Dataset entries.
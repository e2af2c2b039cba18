//! Stored playlists persisted as one JSON file per playlist

use chrono::{DateTime, Utc};
use std::path::{Path, PathBuf};

use super::traits::{PlaylistStore, StoreError};
use crate::models::{PlaylistSummary, Track};

const EXTENSION: &str = "json";

pub struct JsonPlaylistStore {
    dir: PathBuf,
}

impl JsonPlaylistStore {
    /// Use `dir` for playlist files, creating it if needed
    pub fn open(dir: impl Into<PathBuf>) -> Result<Self, StoreError> {
        let dir = dir.into();
        std::fs::create_dir_all(&dir)?;
        tracing::info!("Stored playlists in {}", dir.display());
        Ok(Self { dir })
    }

    fn path_for(&self, name: &str) -> Result<PathBuf, StoreError> {
        let invalid = name.is_empty()
            || name.starts_with('.')
            || name.contains(['/', '\\', '\0', '\n', '\r']);
        if invalid {
            return Err(StoreError::InvalidName(name.to_string()));
        }
        Ok(self.dir.join(format!("{}.{}", name, EXTENSION)))
    }

    fn summary(path: &Path) -> Option<PlaylistSummary> {
        if path.extension().and_then(|e| e.to_str()) != Some(EXTENSION) {
            return None;
        }
        let name = path.file_stem()?.to_str()?.to_string();
        let modified = std::fs::metadata(path).and_then(|m| m.modified()).ok()?;
        Some(PlaylistSummary {
            name,
            last_modified: DateTime::<Utc>::from(modified),
        })
    }
}

impl PlaylistStore for JsonPlaylistStore {
    fn list(&self) -> Result<Vec<PlaylistSummary>, StoreError> {
        let mut summaries = Vec::new();
        for entry in std::fs::read_dir(&self.dir)? {
            if let Some(summary) = Self::summary(&entry?.path()) {
                summaries.push(summary);
            }
        }
        summaries.sort_by(|a, b| a.name.cmp(&b.name));
        Ok(summaries)
    }

    fn load(&self, name: &str) -> Result<Vec<Track>, StoreError> {
        let path = self.path_for(name)?;
        let content = match std::fs::read_to_string(&path) {
            Ok(content) => content,
            Err(e) if e.kind() == std::io::ErrorKind::NotFound => {
                return Err(StoreError::NotFound(name.to_string()))
            }
            Err(e) => return Err(e.into()),
        };
        Ok(serde_json::from_str(&content)?)
    }

    fn save(&self, name: &str, tracks: &[Track]) -> Result<(), StoreError> {
        let path = self.path_for(name)?;
        let content = serde_json::to_string_pretty(tracks)?;
        std::fs::write(&path, content)?;
        tracing::debug!("Saved playlist {} ({} tracks)", name, tracks.len());
        Ok(())
    }

    fn delete(&self, name: &str) -> Result<(), StoreError> {
        let path = self.path_for(name)?;
        match std::fs::remove_file(&path) {
            Ok(()) => Ok(()),
            Err(e) if e.kind() == std::io::ErrorKind::NotFound => {
                Err(StoreError::NotFound(name.to_string()))
            }
            Err(e) => Err(e.into()),
        }
    }

    fn rename(&self, old: &str, new: &str) -> Result<(), StoreError> {
        let from = self.path_for(old)?;
        let to = self.path_for(new)?;
        if to.exists() {
            return Err(StoreError::AlreadyExists(new.to_string()));
        }
        if !from.exists() {
            return Err(StoreError::NotFound(old.to_string()));
        }
        std::fs::rename(&from, &to)?;
        Ok(())
    }
}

Task description.
Every line of the data above that includes "Result" should be listed.

Output for this task.
    pub fn open(dir: impl Into<PathBuf>) -> Result<Self, StoreError> {
    fn path_for(&self, name: &str) -> Result<PathBuf, StoreError> {
    fn list(&self) -> Result<Vec<PlaylistSummary>, StoreError> {
    fn load(&self, name: &str) -> Result<Vec<Track>, StoreError> {
    fn save(&self, name: &str, tracks: &[Track]) -> Result<(), StoreError> {
    fn delete(&self, name: &str) -> Result<(), StoreError> {
    fn rename(&self, old: &str, new: &str) -> Result<(), StoreError> {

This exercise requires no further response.